Hi,
Hunspell 1.0.9 is ready to integrate with OpenOffice.org!
(https://sourceforge.net/project/showfiles.php?group_id=143754)
Main changes:
- Added OOo makefile.in and improved UNO modul
- Myspell 3.0 has a wonderful ngram suggestion algorithm implemented
by Kevin Hendricks. It might be improved in certain cases. Now it works
with Unicode encoding and it has much better support for languages with
rich morphology (with lots of affixes).
- a lot of bug fixes and improvements (see release notes and changelog)
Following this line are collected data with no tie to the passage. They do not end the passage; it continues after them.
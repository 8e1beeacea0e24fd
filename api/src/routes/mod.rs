//! HTTP route entry point for `/api/...`.
//!
//! Route groups are organized by domain, each wired up in its own module:
//! - `/health` → liveness probe (public)
//! - `/topics` → the shared topic taxonomy
//! - `/groups` → classrooms, membership and nested activities/items
//! - `/questions` → question bank, options and submissions
//! - `/video-lessons`, `/handouts`, `/exercise-lists`, `/simulated-exams` → content library
//! - `/submissions` → grade write-back
//! - `/users` → user listing (admin only)
//!
//! Everything except `/health` sits behind `allow_authenticated`; mutating
//! routes additionally carry `allow_admin` per route.

use axum::{Router, middleware::from_fn};

use crate::auth::guards::{allow_admin, allow_authenticated};
use crate::state::AppState;

pub mod common;
pub mod groups;
pub mod health;
pub mod library;
pub mod questions;
pub mod submissions;
pub mod topics;
pub mod users;

/// Builds the complete application router for all HTTP endpoints.
pub fn routes(app_state: AppState) -> Router {
    Router::new()
        .nest("/health", health::health_routes())
        .nest(
            "/topics",
            topics::topic_routes().route_layer(from_fn(allow_authenticated)),
        )
        .nest(
            "/groups",
            groups::group_routes().route_layer(from_fn(allow_authenticated)),
        )
        .nest(
            "/questions",
            questions::question_routes().route_layer(from_fn(allow_authenticated)),
        )
        .nest(
            "/video-lessons",
            library::video_lesson_routes().route_layer(from_fn(allow_authenticated)),
        )
        .nest(
            "/handouts",
            library::handout_routes().route_layer(from_fn(allow_authenticated)),
        )
        .nest(
            "/exercise-lists",
            library::exercise_list_routes().route_layer(from_fn(allow_authenticated)),
        )
        .nest(
            "/simulated-exams",
            library::simulated_exam_routes().route_layer(from_fn(allow_authenticated)),
        )
        .nest(
            "/submissions",
            submissions::submission_routes().route_layer(from_fn(allow_authenticated)),
        )
        .nest("/users", users::user_routes().route_layer(from_fn(allow_admin)))
        .with_state(app_state)
}
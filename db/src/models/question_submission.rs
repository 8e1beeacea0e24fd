use chrono::{DateTime, Utc};
use sea_orm::entity::prelude::*;
use serde::{Deserialize, Serialize};

/// One answer to a question.
///
/// Closed-ended submissions are graded at insert time; open-ended ones stay
/// ungraded (`score`, `passed`, `graded_at` all null) until a grader writes a
/// score back.
#[derive(Clone, Debug, PartialEq, DeriveEntityModel, Serialize, Deserialize)]
#[sea_orm(table_name = "question_submissions")]
pub struct Model {
    #[sea_orm(primary_key)]
    pub id: i64,
    #[sea_orm(unique)]
    pub public_id: Uuid,
    pub question_id: i64,
    pub user_id: i64,
    pub selected_option_id: Option<i64>,
    pub answer_text: Option<String>,
    pub score: Option<i32>,
    pub passed: Option<bool>,
    pub feedback: Option<String>,
    pub graded_at: Option<DateTime<Utc>>,
    pub created_at: DateTime<Utc>,
    pub updated_at: DateTime<Utc>,
}

#[derive(Copy, Clone, Debug, EnumIter, DeriveRelation)]
pub enum Relation {
    #[sea_orm(
        belongs_to = "super::question::Entity",
        from = "Column::QuestionId",
        to = "super::question::Column::Id",
        on_delete = "Cascade"
    )]
    Question,
    #[sea_orm(
        belongs_to = "super::user::Entity",
        from = "Column::UserId",
        to = "super::user::Column::Id",
        on_delete = "Cascade"
    )]
    User,
}

impl Related<super::question::Entity> for Entity {
    fn to() -> RelationDef {
        Relation::Question.def()
    }
}

impl Related<super::user::Entity> for Entity {
    fn to() -> RelationDef {
        Relation::User.def()
    }
}

impl ActiveModelBehavior for ActiveModel {}

impl Model {
    pub fn is_graded(&self) -> bool {
        self.graded_at.is_some()
    }

    pub async fn find_by_public_id<C: ConnectionTrait>(
        db: &C,
        public_id: Uuid,
    ) -> Result<Option<Model>, DbErr> {
        Entity::find()
            .filter(Column::PublicId.eq(public_id))
            .one(db)
            .await
    }
}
- successfully checked Hunspell on all OpenOffice.org dictionaries with
improved unmunch. For dictionary developers: detected a lot of
dictionary bugs in OOo dictionaries. (see release notes)
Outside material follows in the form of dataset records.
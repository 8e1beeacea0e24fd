//! Global application configuration manager.
//!
//! `AppConfig` is a lazily initialized, globally accessible singleton containing
//! runtime configuration values loaded from environment variables. It provides
//! thread-safe access and mutation for overrides in tests or runtime environments.

use std::env;
use std::sync::{OnceLock, RwLock};

/// Represents the complete application configuration loaded from environment variables.
#[derive(Debug, Clone)]
pub struct AppConfig {
    pub env: String,
    pub project_name: String,
    pub log_level: String,
    pub log_file: String,
    pub log_to_stdout: bool,
    pub database_path: String,
    pub host: String,
    pub port: u16,
    pub jwt_secret: String,
    pub jwt_duration_minutes: u64,
}

/// Lazily-initialized, thread-safe singleton instance of `AppConfig`.
static CONFIG_INSTANCE: OnceLock<RwLock<AppConfig>> = OnceLock::new();

impl AppConfig {
    /// Loads the configuration from `.env` and environment variables.
    pub fn from_env() -> Self {
        dotenvy::dotenv().ok();

        Self {
            env: env::var("APP_ENV").unwrap_or_else(|_| "development".into()),
            project_name: env::var("PROJECT_NAME").unwrap_or_else(|_| "praxis-api".into()),
            log_level: env::var("LOG_LEVEL").unwrap_or_else(|_| "api=info".into()),
            log_file: env::var("LOG_FILE").unwrap_or_else(|_| "api.log".into()),
            log_to_stdout: env::var("LOG_TO_STDOUT").unwrap_or_else(|_| "false".into()) == "true",
            database_path: env::var("DATABASE_PATH").unwrap_or_else(|_| "data/praxis.db".into()),
            host: env::var("HOST").unwrap_or_else(|_| "127.0.0.1".into()),
            port: env::var("PORT")
                .unwrap_or_else(|_| "3000".into())
                .parse()
                .expect("PORT must be a number"),
            // Falls back to a dev-only secret so local runs and the test suite
            // work without process-global env mutation. Every real deployment
            // sets JWT_SECRET.
            jwt_secret: env::var("JWT_SECRET").unwrap_or_else(|_| "insecure-dev-secret".into()),
            jwt_duration_minutes: env::var("JWT_DURATION_MINUTES")
                .unwrap_or_else(|_| "60".into())
                .parse()
                .expect("JWT_DURATION_MINUTES must be a number"),
        }
    }

    /// Returns a shared reference to the global configuration.
    ///
    /// # Panics
    /// Panics if the lock cannot be acquired.
    pub fn global() -> std::sync::RwLockReadGuard<'static, AppConfig> {
        CONFIG_INSTANCE
            .get_or_init(|| RwLock::new(AppConfig::from_env()))
            .read()
            .expect("Failed to acquire AppConfig read lock")
    }

    /// Resets the configuration by reloading from environment variables.
    ///
    /// Useful in tests to clear overrides.
    pub fn reset() {
        if let Some(lock) = CONFIG_INSTANCE.get() {
            let mut guard = lock.write().unwrap();
            *guard = AppConfig::from_env();
        }
    }

    /// Generic internal setter for any field in the config.
    fn set_field<F>(setter: F)
    where
        F: FnOnce(&mut AppConfig),
    {
        let lock = CONFIG_INSTANCE.get_or_init(|| RwLock::new(AppConfig::from_env()));
        let mut guard = lock
            .write()
            .expect("Failed to acquire AppConfig write lock");
        setter(&mut guard);
    }

    pub fn set_env(value: impl Into<String>) {
        AppConfig::set_field(|cfg| cfg.env = value.into());
    }

    pub fn set_database_path(value: impl Into<String>) {
        AppConfig::set_field(|cfg| cfg.database_path = value.into());
    }

    pub fn set_jwt_secret(value: impl Into<String>) {
        AppConfig::set_field(|cfg| cfg.jwt_secret = value.into());
    }

    pub fn set_jwt_duration_minutes(value: u64) {
        AppConfig::set_field(|cfg| cfg.jwt_duration_minutes = value);
    }
}

// Free accessor functions, the form call sites use: `config::host()`.

pub fn env() -> String {
    AppConfig::global().env.clone()
}

pub fn project_name() -> String {
    AppConfig::global().project_name.clone()
}

pub fn log_level() -> String {
    AppConfig::global().log_level.clone()
}

pub fn log_file() -> String {
    AppConfig::global().log_file.clone()
}

pub fn log_to_stdout() -> bool {
    AppConfig::global().log_to_stdout
}

pub fn database_path() -> String {
    AppConfig::global().database_path.clone()
}

pub fn host() -> String {
    AppConfig::global().host.clone()
}

pub fn port() -> u16 {
    AppConfig::global().port
}

pub fn jwt_secret() -> String {
    AppConfig::global().jwt_secret.clone()
}

pub fn jwt_duration_minutes() -> u64 {
    AppConfig::global().jwt_duration_minutes
}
Bram Moolenaar, author of the excellent Vim editor, revised
Hunspell's code, and he has suggested a lot of improvements
for the future versions of Hunspell.
Many thanks to Kevin, Bram and other contributors!
Laci
Release notes
-------------
* improved related character map suggestion
* improved ngram suggestion
------ examples for ngram improvement (O=old, N = new ngram suggestions) --
1. Permenant (instead of Permanent)
O: Endangerment, Ferment, Fermented, Deferment's, Empowerment,
Ferment's, Ferments, Fermenting, Countermen, Weathermen
N: Permanent, Supermen, Preferment
Note: Ngram suggestions was case sensitive.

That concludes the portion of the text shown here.